You could tell that National Legal Panel had some serious heft: The event (like the National Politics Panel, which followed) was held in the Constitution Center on Friday, and introduced by a public relations/education leader there. And then there was the way the panelists filed in — in single file, from stage right, while being announced like the day’s contestants on Jeopardy!

The credentials and background of the panelists, along with the absurd depth of their knowledge, justified this folderol. Moderator Jennifer Pizer is the Legal Director at the Williams Institute (LGBT research initiative) at UCLA; William Eskridge is a Yale law professor who has written extensively on many issues related to the LGBT community, but perhaps especially about marriage equality; Hayley Gorenberg is the Deputy Director of Lambda Legal and has litigated many high-profile cases; and Janson Wu is a staff attorney for the Gay and Lesbian Legal Defenders (“GLAD”) who has also been successful in cases brought in New England to secure LGBT rights — especially with regard to the vile Defense of Marriage Act.

In fact, the panelists had so much to say that one post can’t do the panel justice. In this Part I, let’s talk about Eskridge’s analysis of the Prop 8 litigation. (Stay tuned for a second post in a day or two.)

Pizer’s effective style was to get each panelist to catch the audience up on recent developments by asking a series of provocative, yet open-ended questions. Eskridge began the discussion by asking us how many thought there’d be full marriage equality in the U.S. within five, then ten, then twenty years. When he moved from ten to twenty years, the “yes” vote jumped from about half to almost all. And, as it turned out, that’s what Eskridge thinks, too. Instead of saying that directly, he used the progress of the Proposition 8 litigation to make his point. He’s hoping for a narrow win that would toss out Prop 8 — and thereby restore marriage equality to California — but leave other anti-equality laws intact.

As we know, Prop 8 is now before the Ninth Circuit court of appeals.
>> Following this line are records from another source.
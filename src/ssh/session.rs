//! Interactive shell session
//!
//! Requests the PTY and shell on an open channel, then wires the channel to
//! the local terminal until the remote side closes, the transport drops or
//! the session is cancelled.
//!
//! Per session this runs one channel driver (the caller's task), one stdout
//! forwarder, one stderr forwarder and one stdin pump. The forwarders are fed
//! through bounded in-order channels so each direction keeps its byte order.

use std::collections::VecDeque;

use async_trait::async_trait;
use russh::client::Msg;
use russh::{Channel, ChannelMsg, Pty};
use tokio::io::{AsyncRead, AsyncReadExt, AsyncWrite, AsyncWriteExt};
use tokio::sync::mpsc;
use tokio::task::JoinHandle;
use tokio_util::sync::CancellationToken;
use tracing::{debug, info, warn};

use super::error::SshError;
use super::lifecycle::SessionOutcome;
use super::shutdown::{ShutdownReason, ShutdownSignal};

const IO_BUFFER_SIZE: usize = 4096;
const FORWARD_QUEUE_DEPTH: usize = 64;

/// Baud rate advertised for the remote PTY
pub const PTY_BAUD: u32 = 14400;

/// Parameters of the remote pseudo-terminal
#[derive(Debug, Clone, PartialEq, Eq)]
pub struct PtyRequest {
    pub term: String,
    pub cols: u32,
    pub rows: u32,
}

impl PtyRequest {
    pub fn new(term: impl Into<String>, cols: u32, rows: u32) -> Self {
        Self {
            term: term.into(),
            cols,
            rows,
        }
    }

    /// Echo on, fixed line speed
    pub fn modes(&self) -> [(Pty, u32); 3] {
        [
            (Pty::ECHO, 1),
            (Pty::TTY_OP_ISPEED, PTY_BAUD),
            (Pty::TTY_OP_OSPEED, PTY_BAUD),
        ]
    }
}

/// What the remote end of a shell channel produced
#[derive(Debug, Clone, PartialEq, Eq)]
pub enum ShellEvent {
    Stdout(Vec<u8>),
    Stderr(Vec<u8>),
    ExitStatus(u32),
    ExitSignal(String),
    Eof,
    Closed,
}

/// The remote side of an interactive session
#[async_trait]
pub trait RemoteShell: Send {
    /// Next event, `None` once the channel is gone
    async fn next_event(&mut self) -> Option<ShellEvent>;
    async fn send(&mut self, data: &[u8]) -> Result<(), SshError>;
    async fn resize(&mut self, cols: u32, rows: u32) -> Result<(), SshError>;
    async fn send_eof(&mut self) -> Result<(), SshError>;
    async fn close(&mut self) -> Result<(), SshError>;
}

/// A shell running on a russh session channel
pub struct ChannelShell {
    channel: Channel<Msg>,
    // Messages that arrived while waiting for request replies
    pending: VecDeque<ChannelMsg>,
}

impl ChannelShell {
    /// Request the PTY and a login shell on `channel`. Both requests wait for
    /// the server's reply; a refusal is a [`SshError::PtyFailure`].
    pub async fn open(mut channel: Channel<Msg>, pty: &PtyRequest) -> Result<Self, SshError> {
        let mut pending = VecDeque::new();

        debug!("Requesting PTY {} {}x{}", pty.term, pty.cols, pty.rows);
        channel
            .request_pty(true, &pty.term, pty.cols, pty.rows, 0, 0, &pty.modes())
            .await
            .map_err(|e| SshError::PtyFailure(e.to_string()))?;
        await_reply(&mut channel, "pty-req", &mut pending).await?;

        channel
            .request_shell(true)
            .await
            .map_err(|e| SshError::PtyFailure(format!("shell request failed: {}", e)))?;
        await_reply(&mut channel, "shell", &mut pending).await?;

        info!("Interactive shell started ({})", pty.term);
        Ok(Self { channel, pending })
    }

    fn translate(msg: ChannelMsg) -> Option<ShellEvent> {
        match msg {
            ChannelMsg::Data { data } => Some(ShellEvent::Stdout(data.to_vec())),
            ChannelMsg::ExtendedData { data, ext } => {
                if ext != 1 {
                    debug!("Extended data stream {} relayed as stderr", ext);
                }
                Some(ShellEvent::Stderr(data.to_vec()))
            }
            ChannelMsg::ExitStatus { exit_status } => Some(ShellEvent::ExitStatus(exit_status)),
            ChannelMsg::ExitSignal { signal_name, .. } => {
                Some(ShellEvent::ExitSignal(format!("{:?}", signal_name)))
            }
            ChannelMsg::Eof => Some(ShellEvent::Eof),
            ChannelMsg::Close => Some(ShellEvent::Closed),
            _ => None,
        }
    }
}

async fn await_reply(
    channel: &mut Channel<Msg>,
    request: &str,
    pending: &mut VecDeque<ChannelMsg>,
) -> Result<(), SshError> {
    loop {
        match channel.wait().await {
            Some(ChannelMsg::Success) => return Ok(()),
            Some(ChannelMsg::Failure) => {
                return Err(SshError::PtyFailure(format!(
                    "server refused {} request",
                    request
                )))
            }
            Some(ChannelMsg::WindowAdjusted { .. }) => {}
            Some(ChannelMsg::Close) | None => {
                return Err(SshError::PtyFailure(format!(
                    "channel closed while waiting for {} reply",
                    request
                )))
            }
            Some(other) => pending.push_back(other),
        }
    }
}

#[async_trait]
impl RemoteShell for ChannelShell {
    async fn next_event(&mut self) -> Option<ShellEvent> {
        while let Some(msg) = self.pending.pop_front() {
            if let Some(event) = Self::translate(msg) {
                return Some(event);
            }
        }
        loop {
            let msg = self.channel.wait().await?;
            if let Some(event) = Self::translate(msg) {
                return Some(event);
            }
        }
    }

    async fn send(&mut self, data: &[u8]) -> Result<(), SshError> {
        self.channel
            .data(data)
            .await
            .map_err(|e| SshError::TransportFailure(e.to_string()))
    }

    async fn resize(&mut self, cols: u32, rows: u32) -> Result<(), SshError> {
        self.channel
            .window_change(cols, rows, 0, 0)
            .await
            .map_err(|e| SshError::ChannelError(format!("window change failed: {}", e)))
    }

    async fn send_eof(&mut self) -> Result<(), SshError> {
        self.channel
            .eof()
            .await
            .map_err(|e| SshError::ChannelError(e.to_string()))
    }

    async fn close(&mut self) -> Result<(), SshError> {
        self.channel
            .close()
            .await
            .map_err(|e| SshError::ChannelError(e.to_string()))
    }
}

/// Local end of a session: where bytes come from and go to
pub struct LocalIo {
    pub stdin: Box<dyn AsyncRead + Send + Unpin>,
    pub stdout: Box<dyn AsyncWrite + Send + Unpin>,
    pub stderr: Box<dyn AsyncWrite + Send + Unpin>,
    /// New terminal sizes as (cols, rows)
    pub resize_rx: Option<mpsc::Receiver<(u32, u32)>>,
}

impl LocalIo {
    /// The process's own stdio
    pub fn process(resize_rx: Option<mpsc::Receiver<(u32, u32)>>) -> Self {
        Self {
            stdin: Box::new(tokio::io::stdin()),
            stdout: Box::new(tokio::io::stdout()),
            stderr: Box::new(tokio::io::stderr()),
            resize_rx,
        }
    }
}

enum LoopEnd {
    Cancelled,
    RemoteClosed,
    Lost(String),
}

/// Relay between `shell` and `io` until the session ends.
///
/// The shutdown signal is triggered with `SessionEnded` on the way out (a
/// no-op if it already fired), which stops the stdin pump. The channel is
/// closed exactly once.
pub async fn stream_session<S: RemoteShell>(
    mut shell: S,
    io: LocalIo,
    shutdown: &ShutdownSignal,
) -> SessionOutcome {
    let token = shutdown.token();
    let LocalIo {
        stdin,
        stdout,
        stderr,
        mut resize_rx,
    } = io;

    let (out_tx, out_rx) = mpsc::channel::<Vec<u8>>(FORWARD_QUEUE_DEPTH);
    let (err_tx, err_rx) = mpsc::channel::<Vec<u8>>(FORWARD_QUEUE_DEPTH);
    let (in_tx, mut in_rx) = mpsc::channel::<Vec<u8>>(FORWARD_QUEUE_DEPTH);

    let stdout_task = spawn_forwarder("stdout", out_rx, stdout, token.clone());
    let stderr_task = spawn_forwarder("stderr", err_rx, stderr, token.clone());
    let stdin_task = spawn_stdin_pump(stdin, in_tx, token.clone());

    let mut stdin_open = true;
    let mut exit_status = None;
    let mut exit_signal = None;

    let end = loop {
        tokio::select! {
            _ = token.cancelled() => break LoopEnd::Cancelled,

            event = shell.next_event() => match event {
                Some(ShellEvent::Stdout(data)) => {
                    if out_tx.send(data).await.is_err() {
                        debug!("stdout forwarder gone");
                    }
                }
                Some(ShellEvent::Stderr(data)) => {
                    if err_tx.send(data).await.is_err() {
                        debug!("stderr forwarder gone");
                    }
                }
                Some(ShellEvent::ExitStatus(code)) => {
                    info!("Remote exit status {}", code);
                    exit_status = Some(code);
                }
                Some(ShellEvent::ExitSignal(signal)) => {
                    info!("Remote exit signal {}", signal);
                    exit_signal = Some(signal);
                }
                Some(ShellEvent::Eof) => debug!("Remote EOF"),
                Some(ShellEvent::Closed) => break LoopEnd::RemoteClosed,
                None if exit_status.is_some() || exit_signal.is_some() => {
                    break LoopEnd::RemoteClosed
                }
                None => break LoopEnd::Lost("channel closed without exit status".to_string()),
            },

            chunk = in_rx.recv(), if stdin_open => match chunk {
                Some(data) => {
                    if let Err(e) = shell.send(&data).await {
                        warn!("Sending to remote failed: {}", e);
                        break LoopEnd::Lost(e.to_string());
                    }
                }
                None => {
                    debug!("Local stdin closed, sending EOF");
                    stdin_open = false;
                    if let Err(e) = shell.send_eof().await {
                        debug!("EOF not delivered: {}", e);
                    }
                }
            },

            size = next_resize(&mut resize_rx) => match size {
                Some((cols, rows)) => {
                    if let Err(e) = shell.resize(cols, rows).await {
                        warn!("Failed to resize PTY: {}", e);
                    } else {
                        debug!("PTY resized to {}x{}", cols, rows);
                    }
                }
                None => resize_rx = None,
            },
        }
    };

    if let Err(e) = shell.close().await {
        debug!("Channel close: {}", e);
    }

    // Let the forwarders drain what they already have
    drop(out_tx);
    drop(err_tx);
    for task in [stdout_task, stderr_task] {
        if let Err(e) = task.await {
            warn!("Forwarder task failed: {}", e);
        }
    }

    shutdown.trigger(ShutdownReason::SessionEnded);
    if let Err(e) = stdin_task.await {
        warn!("stdin pump failed: {}", e);
    }

    match end {
        LoopEnd::Cancelled => {
            info!("Session cancelled ({:?})", shutdown.reason());
            SessionOutcome::Cancelled
        }
        LoopEnd::RemoteClosed => SessionOutcome::from_remote_exit(exit_status, exit_signal),
        LoopEnd::Lost(reason) => SessionOutcome::ConnectionLost { reason },
    }
}

async fn next_resize(rx: &mut Option<mpsc::Receiver<(u32, u32)>>) -> Option<(u32, u32)> {
    match rx {
        Some(rx) => rx.recv().await,
        None => std::future::pending().await,
    }
}

fn spawn_forwarder(
    name: &'static str,
    mut rx: mpsc::Receiver<Vec<u8>>,
    mut out: Box<dyn AsyncWrite + Send + Unpin>,
    token: CancellationToken,
) -> JoinHandle<()> {
    tokio::spawn(async move {
        loop {
            tokio::select! {
                _ = token.cancelled() => break,
                chunk = rx.recv() => match chunk {
                    Some(data) => {
                        if let Err(e) = write_chunk(&mut out, &data).await {
                            warn!("Local {} write failed: {}", name, e);
                            break;
                        }
                    }
                    None => break,
                },
            }
        }
        let _ = out.flush().await;
        debug!("{} forwarder finished", name);
    })
}

async fn write_chunk(
    out: &mut Box<dyn AsyncWrite + Send + Unpin>,
    data: &[u8],
) -> std::io::Result<()> {
    out.write_all(data).await?;
    out.flush().await
}

fn spawn_stdin_pump(
    mut stdin: Box<dyn AsyncRead + Send + Unpin>,
    tx: mpsc::Sender<Vec<u8>>,
    token: CancellationToken,
) -> JoinHandle<()> {
    tokio::spawn(async move {
        let mut buf = vec![0u8; IO_BUFFER_SIZE];
        loop {
            tokio::select! {
                _ = token.cancelled() => break,
                read = stdin.read(&mut buf) => match read {
                    Ok(0) => break,
                    Ok(n) => {
                        if tx.send(buf[..n].to_vec()).await.is_err() {
                            break;
                        }
                    }
                    Err(e) => {
                        warn!("Local stdin read failed: {}", e);
                        break;
                    }
                },
            }
        }
        debug!("stdin pump finished");
    })
}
The Prop 8 opponents (our side!) have won in both the federal district (trial) court and before a three-judge panel of the Ninth Circuit. Next, the judges are soon to decide whether to rehear the case en banc (in a group of twelve judged), or decline to do so, in which case the matter could be appealed to the U.S. Supreme Court right away. (The Court would not be obligated to hear the case; in that event, the decision by the Ninth Circuit that Prop 8 is unconstitutional would stand).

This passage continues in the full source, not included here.